Exercise requirements: In the records that follow, find each line with the word "clone" and copy it.

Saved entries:

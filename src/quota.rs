//! Daily message quotas.
//!
//! One counter per scope and UTC calendar day. The counter key carries the
//! date, so rollover at midnight starts a fresh counter and the previous
//! day's key expires on its own.

use crate::clock::{ms_until_next_utc_midnight, next_utc_midnight_ms, Clock};
use crate::decision::{BackendFailurePolicy, QuotaDecision, RejectReason, UsageSnapshot};
use crate::error::Result;
use crate::policy::LimitPolicy;
use crate::scope::{KeySpace, ScopeKey};
use crate::store::CounterStore;
use std::sync::Arc;
use std::time::Duration;
use tracing::{debug, warn};

pub struct FixedWindowQuota {
    store: Arc<dyn CounterStore>,
    clock: Arc<dyn Clock>,
    keys: KeySpace,
    on_backend_error: BackendFailurePolicy,
}

impl FixedWindowQuota {
    pub fn new(
        store: Arc<dyn CounterStore>,
        clock: Arc<dyn Clock>,
        keys: KeySpace,
        on_backend_error: BackendFailurePolicy,
    ) -> Self {
        Self {
            store,
            clock,
            keys,
            on_backend_error,
        }
    }

    pub fn on_backend_error(&self) -> BackendFailurePolicy {
        self.on_backend_error
    }

    /// Consumes one unit of the scope's daily quota if any is left.
    ///
    /// Exempt callers short-circuit without touching a counter.
    pub async fn check(
        &self,
        scope: &ScopeKey,
        policy: &LimitPolicy,
        exempt: bool,
    ) -> Result<QuotaDecision> {
        let now = self.clock.now_ms();
        let reset_at = next_utc_midnight_ms(now);

        if exempt || policy.exempt {
            return Ok(QuotaDecision::unlimited(reset_at));
        }

        let limit = policy.daily_message_limit;
        let key = self.keys.quota(scope, now);
        let ttl = Duration::from_millis(ms_until_next_utc_midnight(now));

        match self.store.check_and_increment(&key, limit, ttl).await {
            Ok(counter) => {
                if !counter.allowed {
                    debug!(scope = %scope, limit, "daily quota exhausted");
                }
                Ok(QuotaDecision {
                    allowed: counter.allowed,
                    remaining: Some(limit.saturating_sub(counter.count)),
                    limit: Some(limit),
                    reset_at,
                    reason: (!counter.allowed).then_some(RejectReason::QuotaExceeded),
                    degraded: false,
                })
            }
            Err(e) if e.is_backend_unavailable() => {
                warn!(
                    scope = %scope,
                    policy = self.on_backend_error.as_str(),
                    error = %e,
                    "quota backend unavailable, applying failure policy"
                );
                let allowed = self.on_backend_error == BackendFailurePolicy::Open;
                Ok(QuotaDecision {
                    allowed,
                    remaining: Some(if allowed { limit } else { 0 }),
                    limit: Some(limit),
                    reset_at,
                    reason: (!allowed).then_some(RejectReason::BackendUnavailable),
                    degraded: true,
                })
            }
            Err(e) => Err(e),
        }
    }

    /// Current usage for display. Never increments; reports zero usage when
    /// the backend cannot be read.
    pub async fn peek_usage(
        &self,
        scope: &ScopeKey,
        policy: &LimitPolicy,
    ) -> Result<UsageSnapshot> {
        let now = self.clock.now_ms();
        let reset_at = next_utc_midnight_ms(now);

        if policy.exempt {
            return Ok(UsageSnapshot {
                used: 0,
                limit: None,
                remaining: None,
                reset_at,
            });
        }

        let limit = policy.daily_message_limit;
        let used = match self.store.peek(&self.keys.quota(scope, now)).await {
            Ok(used) => used,
            Err(e) if e.is_backend_unavailable() => {
                warn!(scope = %scope, error = %e, "usage unavailable, reporting zero");
                0
            }
            Err(e) => return Err(e),
        };

        Ok(UsageSnapshot {
            used,
            limit: Some(limit),
            remaining: Some(limit.saturating_sub(used)),
            reset_at,
        })
    }
}

#[cfg(test)]
mod tests {
    use super::*;
    use crate::clock::{ManualClock, DAY_MS};
    use crate::store::LocalStore;

    const OCT_19: u64 = 1_792_368_000_000;

    fn quota_with_limit(limit: u64) -> (FixedWindowQuota, ManualClock, LimitPolicy) {
        let clock = ManualClock::new(OCT_19 + 3_600_000);
        let store = Arc::new(LocalStore::new(Arc::new(clock.clone()), Duration::from_secs(60)));
        let quota = FixedWindowQuota::new(
            store,
            Arc::new(clock.clone()),
            KeySpace::default(),
            BackendFailurePolicy::Open,
        );
        let policy = LimitPolicy {
            daily_message_limit: limit,
            ..LimitPolicy::free()
        };
        (quota, clock, policy)
    }

    #[tokio::test]
    async fn test_limit_plus_one_is_rejected() {
        let (quota, _, policy) = quota_with_limit(3);
        let scope = ScopeKey::agent("a1");

        for expected_remaining in [2, 1, 0] {
            let decision = quota.check(&scope, &policy, false).await.unwrap();
            assert!(decision.allowed);
            assert_eq!(decision.remaining, Some(expected_remaining));
        }

        let decision = quota.check(&scope, &policy, false).await.unwrap();
        assert!(!decision.allowed);
        assert_eq!(decision.remaining, Some(0));
        assert_eq!(decision.reason, Some(RejectReason::QuotaExceeded));
        assert_eq!(decision.reset_at, OCT_19 + DAY_MS);
    }

    #[tokio::test]
    async fn test_rollover_at_midnight_starts_fresh() {
        let (quota, clock, policy) = quota_with_limit(2);
        let scope = ScopeKey::agent("a1");

        quota.check(&scope, &policy, false).await.unwrap();
        quota.check(&scope, &policy, false).await.unwrap();
        assert!(!quota.check(&scope, &policy, false).await.unwrap().allowed);

        clock.set(OCT_19 + DAY_MS);
        let decision = quota.check(&scope, &policy, false).await.unwrap();
        assert!(decision.allowed);
        assert_eq!(decision.remaining, Some(1));
        assert_eq!(quota.peek_usage(&scope, &policy).await.unwrap().used, 1);
    }

    #[tokio::test]
    async fn test_exempt_never_touches_counter() {
        let (quota, _, policy) = quota_with_limit(1);
        let scope = ScopeKey::agent("a1");

        for _ in 0..5 {
            let decision = quota.check(&scope, &policy, true).await.unwrap();
            assert!(decision.allowed);
            assert_eq!(decision.remaining, None);
        }
        assert_eq!(quota.peek_usage(&scope, &policy).await.unwrap().used, 0);
    }

    #[tokio::test]
    async fn test_peek_usage_is_read_only() {
        let (quota, _, policy) = quota_with_limit(10);
        let scope = ScopeKey::user("u1");

        quota.check(&scope, &policy, false).await.unwrap();
        for _ in 0..3 {
            let usage = quota.peek_usage(&scope, &policy).await.unwrap();
            assert_eq!(usage.used, 1);
            assert_eq!(usage.remaining, Some(9));
        }
    }
}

The completed task:
        let store = Arc::new(LocalStore::new(Arc::new(clock.clone()), Duration::from_secs(60)));
            Arc::new(clock.clone()),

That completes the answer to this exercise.